Despite including a wider range of gibberellin insensitive dwarfing alleles than Flintham et al. (1997), and the inclusion of two gibberellin sensitive dwarfing alleles, our results are consistent in showing optimal heights for grain yield in conventional production systems in NW Europe is broadly between 80 and 100 cm. We demonstrate and confirm that excessive dwarfism for yield can be associated with reduced PAR, RUE, AGB, HI, and in the organic system with increased weed prevalence (Flintham et al. 1997; Cosser et al. 1997; Austin 1999). Excessive height for yield can be particularly associated with reduced HI (Flintham et al. 1997) and, in conventional systems, lodging (Berry et al. 2004). Our results are also consistent with others in showing that the value of semi-dwarfing genes is greater in taller backgrounds (Richards 1992; Flintham et al. 1997).

Taken together with the DH results, there is a suggestion that the ideal height for a wheat crop could be slightly higher in an organic system than in a conventional system, but this can not be supported statistically. We could not reproduce the statistical yield benefit of adding Rht-B1b or Rht-D1b to Maris Widgeon grown organically reported by Cosser et al. (1997), possibly because of the greater weed pressures found in the present study. Similar to Cosser et al. (1997), however, we have no evidence that use or otherwise of major semi-dwarfing genes to aid performance in conventional systems would be detrimental to grain yield if the same selections were grown in an organic system. This conclusion is reached despite influences that might have been expected to lead to more of a distinction in target heights between the two systems: high weed pressures in the organic system, and significant lodging in the conventional system. We also find that benefits of intermediate dwarfism for improved harvest index in the conventional system are not reliably expressed in the organic system. It is possible that competition from weeds and/or reduced late-season nutrient availability (Wolfe et al. 2008; Baresel et al. 2008) could reduce grain numbers and/or mean grain weight and hence reduce efficiency of dry matter partitioning to the grain in the organic system.

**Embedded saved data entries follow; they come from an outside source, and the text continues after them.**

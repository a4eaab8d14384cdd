use std::cell::RefCell;
use std::rc::Rc;

use indexmap::IndexMap;

use crate::models::card::Card;
use crate::models::value::{Fields, Value, write_entry};
use crate::parsing::ParseError;
use crate::parsing::adapt::{AdaptFn, cardify};
use crate::parsing::blocks::Blocks;
use crate::parsing::cursor::TextCursor;

/// A whole setfile: every top-level entry, plus a by-name view of the cards.
///
/// Both views hold the same `Rc<RefCell<Card>>` handles, so a card edited
/// through `cards` is the card that `all_data` serializes.
#[derive(Debug)]
pub struct Set {
    /// Top-level entries in encounter order. Serialization walks this map
    /// as-is and never sorts it.
    pub all_data: Fields,
    pub cards: IndexMap<String, Rc<RefCell<Card>>>,
}

impl Set {
    /// Wraps a map of top-level entries, indexing its cards by name.
    pub fn new(all_data: Fields) -> Set {
        let mut cards = IndexMap::new();
        for value in all_data.values() {
            if let Value::Card(card) = value {
                cards.insert(card.borrow().name.clone(), Rc::clone(card));
            }
        }
        Set { all_data, cards }
    }

    /// Parses full setfile text, tolerating a leading byte order mark.
    pub fn from_text(text: &str) -> Result<Set, ParseError> {
        let text = text.strip_prefix('\u{feff}').unwrap_or(text);
        let mut cursor = TextCursor::new(text);
        let adapter: &AdaptFn = &cardify;
        let mut all_data = Fields::new();
        for entry in Blocks::new(&mut cursor, Some(adapter)) {
            let (key, value) = entry?;
            all_data.insert(key, value);
        }
        Ok(Set::new(all_data))
    }

    /// Renders the set back to setfile text, entry for entry.
    pub fn to_text(&self) -> String {
        let mut out = String::new();
        for (key, value) in &self.all_data {
            write_entry(&mut out, key, value, "");
        }
        out
    }
}
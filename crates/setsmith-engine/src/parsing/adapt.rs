use chrono::{NaiveDate, NaiveDateTime};

use super::ParseError;
use crate::models::card::Card;
use crate::models::value::{DATE_FORMAT, TIME_FORMAT, Value};

/// Adapter hook applied to every `(key, value)` pair the collector produces,
/// children before parents. The collector itself knows nothing about cards
/// or timestamps; everything format-specific lives behind this type.
pub type AdaptFn = dyn Fn(String, Value) -> Result<(String, Value), ParseError>;

/// The setfile adapter.
///
/// `card` blocks become shared [`Card`] handles keyed by the card's own
/// name, keys containing "time" parse as full timestamps, and the two
/// version keys parse as dates carried at midnight. Every other pair passes
/// through untouched.
pub fn cardify(key: String, value: Value) -> Result<(String, Value), ParseError> {
    if key == "card" {
        return match value {
            Value::Block(fields) => {
                let card = Card::from_fields(fields)?;
                let name = card.name.clone();
                Ok((name, Value::from(card)))
            }
            other => Ok((key, other)),
        };
    }
    if let Value::Text(text) = &value {
        if key.contains("time") {
            return match NaiveDateTime::parse_from_str(text.trim(), TIME_FORMAT) {
                Ok(t) => Ok((key, Value::Timestamp(t))),
                Err(source) => Err(ParseError::InvalidTimestamp {
                    key,
                    text: text.clone(),
                    source,
                }),
            };
        }
        if key == "game_version" || key == "stylesheet_version" {
            return match NaiveDate::parse_from_str(text.trim(), DATE_FORMAT) {
                Ok(d) => Ok((key, Value::Timestamp(d.into()))),
                Err(source) => Err(ParseError::InvalidDate {
                    key,
                    text: text.clone(),
                    source,
                }),
            };
        }
    }
    Ok((key, value))
}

Although we do not report crossovers in performance based on Rht inclusion, the DH experiment demonstrates that crossovers do occur. It seems that the presence or absence of Ppd-D1a can contribute to these crossovers. The relationship between the duration of canopy life, hence light interception post-anthesis, and grain yield is well known (Verma et al. 2004). The negative association between the marker for Ppd-D1a on time to senescence, AGB and grain yield in the conventional system is consistent with this relationship. Similarly, the earlier maturation of Rht8c+Ppd-D1a in Mercia may have contributed to the reduced yield seen for this line in the conventional system of 2007. Foulkes et al. (2004), also found Ppd-D1a to reduce AGB in the UK. In the organic system, however, Ppd-D1a appeared to increase yields, possibly associated with increased early resource capture. The positive associations between Ppd-D1a, early season growth, and grain yield in the organic system is consistent with the view that early vigour is particularly important in this context (Wolfe et al. 2008), i.e. in situations where resources such as nitrogen are likely to be initially plentiful after a legume-rich ley, but then become deficient later in the season (Baresel et al. 2008; Addisu 2009).